Principles of whole genome bisulfite sequencing

Epigenetic studies have confirmed that DNA-methylation modification of specific gene regions plays an important role in chromosome conformation and gene expression regulation. Methylation of DNA cytosine residues at the C5 (5meC) is a common epigenetic mark in many eukaryotes and is widely found in CpG or CpHpG (H=A, T, C). There are mainly three approaches, including endonuclease digestion, affinity enrichment, and bisulfite conversion (Table 1). Almost all sequence-specific DNA methylation analysis approaches require a methylation-dependent treatment before amplification or hybridization to maintain fidelity. Various molecular biology techniques, such as next-generation sequencing (NGS), are subsequently performed to detect 5meC residues.

Table 1. Main principles of NGS-based methylation analysis.

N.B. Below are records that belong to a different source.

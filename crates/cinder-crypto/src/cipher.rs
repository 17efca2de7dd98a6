//! Document sealing using `XChaCha20-Poly1305`.
//!
//! One key and one nonce per document, generated fresh at registration.
//! Sealing is deterministic given identical inputs; opening fails closed
//! on any corruption or key/nonce mismatch.

use chacha20poly1305::{
    XChaCha20Poly1305, XNonce,
    aead::{Aead, KeyInit},
};
use zeroize::{Zeroize, ZeroizeOnDrop};

use crate::{error::CryptoError, material::fill_random};

/// Key size in bytes (256-bit).
pub const KEY_SIZE: usize = 32;

/// Nonce size in bytes (192-bit, `XChaCha20`).
pub const NONCE_SIZE: usize = 24;

/// Symmetric key sealing exactly one document.
///
/// Zeroized on drop. The `Debug` impl is redacted so key bytes never
/// reach logs.
#[derive(Clone, PartialEq, Eq, Zeroize, ZeroizeOnDrop)]
pub struct DocumentKey([u8; KEY_SIZE]);

impl DocumentKey {
    /// Generate a fresh key from the OS CSPRNG.
    #[must_use]
    pub fn generate() -> Self {
        let mut bytes = [0u8; KEY_SIZE];
        fill_random(&mut bytes);
        Self(bytes)
    }

    /// Reconstruct a key from stored bytes.
    #[must_use]
    pub const fn from_bytes(bytes: [u8; KEY_SIZE]) -> Self {
        Self(bytes)
    }

    /// Raw key bytes, for persistence alongside the document record.
    #[must_use]
    pub const fn as_bytes(&self) -> &[u8; KEY_SIZE] {
        &self.0
    }
}

impl std::fmt::Debug for DocumentKey {
    fn fmt(&self, f: &mut std::fmt::Formatter<'_>) -> std::fmt::Result {
        f.write_str("DocumentKey(..)")
    }
}

/// Nonce paired with exactly one [`DocumentKey`].
///
/// A (key, nonce) pair is used for a single seal operation; reuse across
/// two documents never happens because both are regenerated per
/// registration.
#[derive(Debug, Clone, Copy, PartialEq, Eq)]
pub struct DocumentNonce([u8; NONCE_SIZE]);

impl DocumentNonce {
    /// Generate a fresh nonce from the OS CSPRNG.
    #[must_use]
    pub fn generate() -> Self {
        let mut bytes = [0u8; NONCE_SIZE];
        fill_random(&mut bytes);
        Self(bytes)
    }

    /// Reconstruct a nonce from stored bytes.
    #[must_use]
    pub const fn from_bytes(bytes: [u8; NONCE_SIZE]) -> Self {
        Self(bytes)
    }

    /// Raw nonce bytes, for persistence alongside the document record.
    #[must_use]
    pub const fn as_bytes(&self) -> &[u8; NONCE_SIZE] {
        &self.0
    }
}

/// Seal a document payload.
///
/// Returns ciphertext including the 16-byte Poly1305 tag. Deterministic
/// for identical (plaintext, key, nonce) inputs.
pub fn seal(plaintext: &[u8], key: &DocumentKey, nonce: &DocumentNonce) -> Vec<u8> {
    let cipher = XChaCha20Poly1305::new(key.as_bytes().into());

    let Ok(ciphertext) = cipher.encrypt(XNonce::from_slice(nonce.as_bytes()), plaintext) else {
        unreachable!("XChaCha20-Poly1305 encryption cannot fail with valid inputs");
    };

    ciphertext
}

/// Open a sealed document payload.
///
/// # Errors
///
/// - `IntegrityFailure`: the tag did not verify (corruption, truncation,
///   or wrong key/nonce). Fails closed - no partial plaintext.
pub fn open(
    ciphertext: &[u8],
    key: &DocumentKey,
    nonce: &DocumentNonce,
) -> Result<Vec<u8>, CryptoError> {
    let cipher = XChaCha20Poly1305::new(key.as_bytes().into());

    cipher
        .decrypt(XNonce::from_slice(nonce.as_bytes()), ciphertext)
        .map_err(|_| CryptoError::IntegrityFailure)
}
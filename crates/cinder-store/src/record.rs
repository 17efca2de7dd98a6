//! The per-document metadata record.

use serde::{Deserialize, Serialize};

/// Metadata for one registered document.
///
/// Created once at registration; the only mutable field is
/// `uses_consumed`, and the only writer of it is
/// [`RecordStore::try_consume`](crate::RecordStore::try_consume).
/// Destruction removes the record entirely - there is no tombstone
/// state.
#[derive(Debug, Clone, PartialEq, Eq, Serialize, Deserialize)]
pub struct VaultRecord {
    /// Unguessable identifier, unique across the store. Immutable.
    pub locator: String,
    /// Original file name, shown to recipients. Immutable.
    pub display_name: String,
    /// Plaintext size in bytes. Immutable.
    pub size: u64,
    /// Media type of the plaintext (e.g. `application/pdf`). Immutable.
    pub media_type: String,
    /// AEAD key bytes for this document. Never leaves the core.
    pub key: [u8; 32],
    /// AEAD nonce bytes paired with `key`. Never leaves the core.
    pub nonce: [u8; 24],
    /// Argon2id PHC hash of the one-time secret, present iff secret
    /// verification is required.
    pub secret_hash: Option<String>,
    /// Permitted consumptions. Immutable, >= 1.
    pub max_uses: u32,
    /// Consumptions so far. Monotonically non-decreasing, never exceeds
    /// `max_uses`.
    pub uses_consumed: u32,
    /// True once ciphertext deletion has begun. Terminal.
    pub destroyed: bool,
    /// Unix timestamp (seconds) of registration.
    pub created_at_secs: u64,
    /// Advisory absolute expiry (Unix seconds), independent of
    /// consumption.
    pub expires_at_secs: u64,
}

impl VaultRecord {
    /// Whether the consumption budget is spent.
    #[must_use]
    pub const fn is_exhausted(&self) -> bool {
        self.uses_consumed >= self.max_uses
    }

    /// Consumptions left before exhaustion.
    #[must_use]
    pub const fn uses_remaining(&self) -> u32 {
        self.max_uses.saturating_sub(self.uses_consumed)
    }

    /// Whether a one-time secret must be presented to consume this
    /// document.
    #[must_use]
    pub const fn requires_secret(&self) -> bool {
        self.secret_hash.is_some()
    }
}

  Enzyme digestion Affinity enrichment Sodium bisulfite
Principles Some restriction enzymes, such as HpaII and SmaI, are inhibited by 5meC in the CpG. Affinity enrichment uses antibodies specific for 5meC or methyl-binding proteins with affinity for profiling of DNA methylation. Sodium bisulfite chemically turns unmethylated cytosine into uracil, hence enabling methylation detection.
Method example Methyl-seq*MCA-seq





*MCA: methylated CpG island amplification; *HELP: HpaII tiny fragment enrichment by ligation-mediated PCR; *MSCC: methylation-sensitive cut counting; *MeDIP-seq: methylated DNA immunoprecipitation; *MIRA: methylated CpG island recovery assay; *RRBS: reduced representation bisulfite sequencing; *WGBS: whole genome bisulfite sequencing; *BSPP: bisulfite padlock probes.

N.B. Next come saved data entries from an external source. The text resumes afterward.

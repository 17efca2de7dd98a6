//! Redb-backed durable record store.
//!
//! Uses Redb's ACID transactions with Copy-on-Write for crash safety.
//! Records survive restarts, and because Redb serializes write
//! transactions, the read-check-increment-write inside `try_consume` is
//! the atomic conditional update the [`RecordStore`] contract requires.

use std::{path::Path, sync::Arc};

use ::redb::{Database, ReadableTable, TableDefinition};

use crate::{ConsumeAttempt, RecordStore, StorageError, VaultRecord};

/// Table: records
/// Key: locator string
/// Value: CBOR-encoded `VaultRecord`
const RECORDS: TableDefinition<&str, &[u8]> = TableDefinition::new("records");

/// Durable record store backed by Redb.
///
/// Thread-safe through Redb's internal locking. Clone is cheap (Arc).
#[derive(Clone)]
pub struct RedbRecordStore {
    db: Arc<Database>,
}

impl RedbRecordStore {
    /// Open or create a Redb database at the given path.
    ///
    /// Creates the RECORDS table if it doesn't exist.
    ///
    /// # Errors
    ///
    /// Returns `StorageError::Io` if the database cannot be opened or
    /// created.
    pub fn open(path: impl AsRef<Path>) -> Result<Self, StorageError> {
        let db = Database::create(path.as_ref()).map_err(|e| StorageError::Io(e.to_string()))?;

        let txn = db.begin_write().map_err(|e| StorageError::Io(e.to_string()))?;
        {
            let _ = txn.open_table(RECORDS).map_err(|e| StorageError::Io(e.to_string()))?;
        }
        txn.commit().map_err(|e| StorageError::Io(e.to_string()))?;

        Ok(Self { db: Arc::new(db) })
    }
}

impl RecordStore for RedbRecordStore {
    fn insert(&self, record: &VaultRecord) -> Result<(), StorageError> {
        let txn = self.db.begin_write().map_err(|e| StorageError::Io(e.to_string()))?;

        {
            let mut table =
                txn.open_table(RECORDS).map_err(|e| StorageError::Io(e.to_string()))?;

            if table
                .get(record.locator.as_str())
                .map_err(|e| StorageError::Io(e.to_string()))?
                .is_some()
            {
                // Dropping the uncommitted transaction aborts it.
                return Err(StorageError::Conflict { locator: record.locator.clone() });
            }

            let bytes = encode_record(record)?;
            table
                .insert(record.locator.as_str(), bytes.as_slice())
                .map_err(|e| StorageError::Io(e.to_string()))?;
        }

        txn.commit().map_err(|e| StorageError::Io(e.to_string()))?;

        Ok(())
    }

    fn get(&self, locator: &str) -> Result<Option<VaultRecord>, StorageError> {
        let txn = self.db.begin_read().map_err(|e| StorageError::Io(e.to_string()))?;
        let table = txn.open_table(RECORDS).map_err(|e| StorageError::Io(e.to_string()))?;

        match table.get(locator).map_err(|e| StorageError::Io(e.to_string()))? {
            Some(value) => Ok(Some(decode_record(value.value())?)),
            None => Ok(None),
        }
    }

    fn try_consume(&self, locator: &str) -> Result<ConsumeAttempt, StorageError> {
        let txn = self.db.begin_write().map_err(|e| StorageError::Io(e.to_string()))?;

        let attempt = {
            let mut table =
                txn.open_table(RECORDS).map_err(|e| StorageError::Io(e.to_string()))?;

            let current = match table.get(locator).map_err(|e| StorageError::Io(e.to_string()))? {
                Some(value) => Some(decode_record(value.value())?),
                None => None,
            };

            match current {
                None => ConsumeAttempt::Missing,
                Some(record) if record.is_exhausted() => ConsumeAttempt::Exhausted,
                Some(mut record) => {
                    record.uses_consumed += 1;
                    debug_assert!(record.uses_consumed <= record.max_uses);

                    let bytes = encode_record(&record)?;
                    table
                        .insert(locator, bytes.as_slice())
                        .map_err(|e| StorageError::Io(e.to_string()))?;

                    ConsumeAttempt::Consumed(record)
                },
            }
        };

        match attempt {
            ConsumeAttempt::Consumed(_) => {
                txn.commit().map_err(|e| StorageError::Io(e.to_string()))?;
            },
            // Nothing was written; abort instead of paying a commit.
            ConsumeAttempt::Missing | ConsumeAttempt::Exhausted => drop(txn),
        }

        Ok(attempt)
    }

    fn delete(&self, locator: &str) -> Result<bool, StorageError> {
        let txn = self.db.begin_write().map_err(|e| StorageError::Io(e.to_string()))?;

        let removed;
        {
            let mut table =
                txn.open_table(RECORDS).map_err(|e| StorageError::Io(e.to_string()))?;

            // remove() of an absent key is a no-op, keeping delete idempotent.
            removed =
                table.remove(locator).map_err(|e| StorageError::Io(e.to_string()))?.is_some();
        }

        txn.commit().map_err(|e| StorageError::Io(e.to_string()))?;

        Ok(removed)
    }

    fn list_exhausted(&self) -> Result<Vec<VaultRecord>, StorageError> {
        let txn = self.db.begin_read().map_err(|e| StorageError::Io(e.to_string()))?;
        let table = txn.open_table(RECORDS).map_err(|e| StorageError::Io(e.to_string()))?;

        let mut exhausted = Vec::new();

        for result in table.iter().map_err(|e| StorageError::Io(e.to_string()))? {
            let (_, value) = result.map_err(|e| StorageError::Io(e.to_string()))?;
            let record = decode_record(value.value())?;

            if record.is_exhausted() && !record.destroyed {
                exhausted.push(record);
            }
        }

        Ok(exhausted)
    }
}

/// Encode a record as CBOR for storage.
fn encode_record(record: &VaultRecord) -> Result<Vec<u8>, StorageError> {
    let mut bytes = Vec::new();
    ciborium::into_writer(record, &mut bytes)
        .map_err(|e| StorageError::Serialization(e.to_string()))?;
    Ok(bytes)
}

/// Decode a stored CBOR record.
fn decode_record(bytes: &[u8]) -> Result<VaultRecord, StorageError> {
    ciborium::from_reader(bytes).map_err(|e| StorageError::Serialization(e.to_string()))
}
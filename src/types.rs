use clap::{Parser, Subcommand};
use rust_decimal::Decimal;
use std::collections::BTreeMap;
use std::path::PathBuf;

#[derive(Debug, Parser)]
#[clap(name="futorder")]
#[clap(about="futorder places MARKET, LIMIT and STOP-LIMIT orders on Binance USDT-M futures", long_about=None)]
pub struct CommandlineArgs {
    /// Execute against production instead of testnet
    #[clap(long)]
    pub mainnet: bool,

    /// File to append log lines to, in addition to stderr
    #[clap(long, parse(from_os_str), default_value=crate::defines::DEFAULT_LOG_FILE)]
    pub log_file: PathBuf,

    /// Timeout in seconds of a single HTTP request
    #[clap(long, default_value_t=crate::defines::DEFAULT_TIMEOUT_SECS)]
    pub timeout_secs: u64,

    /// Without subcommand, interactive menu is started
    #[clap(subcommand)]
    pub command: Option<Command>,
}

#[derive(Debug, Subcommand)]
pub enum Command {
    /// Place a MARKET order
    Market {
        #[clap(short='s', long)]
        symbol: String,

        /// BUY or SELL
        #[clap(long)]
        side: String,

        #[clap(short='q', long)]
        qty: Decimal,
    },

    /// Place a LIMIT order
    Limit {
        #[clap(short='s', long)]
        symbol: String,

        #[clap(long)]
        side: String,

        #[clap(short='q', long)]
        qty: Decimal,

        #[clap(short='p', long)]
        price: Decimal,

        #[clap(long, default_value="GTC")]
        tif: TimeInForce,
    },

    /// Place a STOP-LIMIT order (triggered at stop price, executed at limit price)
    StopLimit {
        #[clap(short='s', long)]
        symbol: String,

        #[clap(long)]
        side: String,

        #[clap(short='q', long)]
        qty: Decimal,

        #[clap(long)]
        stop_price: Decimal,

        #[clap(long)]
        limit_price: Decimal,

        #[clap(long, default_value="GTC")]
        tif: TimeInForce,
    },

    /// Fetch current mark price
    MarkPrice {
        #[clap(short='s', long)]
        symbol: String,
    },
}

/// `TradingContext` contains information needed to open a session against
/// the venue. It is read once at startup.
pub struct TradingContext {
    /// Set environment variable with name BINANCE_API_KEY
    pub api_key: String,

    /// Set environment variable with name BINANCE_API_SECRET
    pub api_secret: String,

    /// Whether or not to execute API against testnet
    pub use_testnet: bool,

    pub timeout_secs: u64,
}

#[derive(Debug, Clone, Copy, PartialEq, Eq, Hash)]
pub enum Side {
    Buy,
    Sell,
}

#[derive(Debug, Clone, Copy, PartialEq, Eq, Hash, Default)]
pub enum TimeInForce {
    #[default]
    Gtc,
    Ioc,
    Fok,
    /// Post only
    Gtx,
}

/// Kind-specific part of an order.
#[derive(Debug, Clone, PartialEq)]
pub enum OrderKind {
    Market,
    Limit {
        price: Decimal,
        time_in_force: TimeInForce,
    },
    StopLimit {
        /// Trigger price
        stop_price: Decimal,
        /// Execution price once triggered
        limit_price: Decimal,
        time_in_force: TimeInForce,
    },
}

/// Validated description of an order to place.
/// Construct via `OrderRequest::new()` which normalizes and checks the input.
#[derive(Debug, Clone, PartialEq)]
pub struct OrderRequest {
    pub symbol: String,
    pub side: Side,
    pub quantity: Decimal,
    pub kind: OrderKind,
}

/// Parameters of a venue call, in the order they are sent on the wire.
pub type Params = BTreeMap<String, String>;

/// Named remote operations a session can perform
#[derive(Debug, Clone, Copy, PartialEq, Eq, Hash)]
pub enum Operation {
    CreateOrder,
    MarkPrice,
}

/// A single call to the venue. Built per call and dropped afterwards.
#[derive(Debug, Clone, PartialEq)]
pub struct VenueCall {
    pub operation: Operation,
    pub params: Params,
}

/// Read-only view of an order response, used for printing.
/// Fields are taken as text whether the venue sends them as strings or
/// numbers; missing ones stay `None`.
#[derive(Debug, Clone, Default, PartialEq)]
pub struct OrderSnapshot {
    pub order_id: Option<String>,
    pub client_order_id: Option<String>,
    pub status: Option<String>,
    pub avg_price: Option<String>,
    pub executed_qty: Option<String>,
}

Bisulfite conversion spurred a revolution in genome methylation analysis in 1990s. Since bisulfite can convert un-methylated cytosines in the genome into uracils and then replaced by thymines during PCR amplification, which can be distinguished from the cytosine originally modified by methylation by counting cytosines and thymines for each position after sequencing (Figure 1). Whole genome bisulfite sequencing (WGBS), as a research method of great significance in this field, applies a combination of bisulfite treatment and next/third generation sequencing technologies (mostly, shotgun sequencing) to study DNA methylation at genomic level.

Figure 1. Bisulfite conversion and PCR amplification prior to DNA sequencing.

Advantages of whole genome bisulfite sequencing

  • Making genome-wide methylation profiling possible at a single-base level.
  • Assessing the methylation status of almost every CpG locus, including intergenic “gene deserts”, partial methylation domains, and remote regulatory elements.
  • Revealing absolute DNA methylation levels and methylation sequence background.

Workflow of whole genome bisulfite sequencing

In short, the basic steps of whole genome bisulfite sequencing (WGBS) include DNA extraction, bisulfite conversion, library preparation, sequencing, and bioinformatics analysis. Here we use Illumina HiSeq as our example to illustrate the workflow of WGBS.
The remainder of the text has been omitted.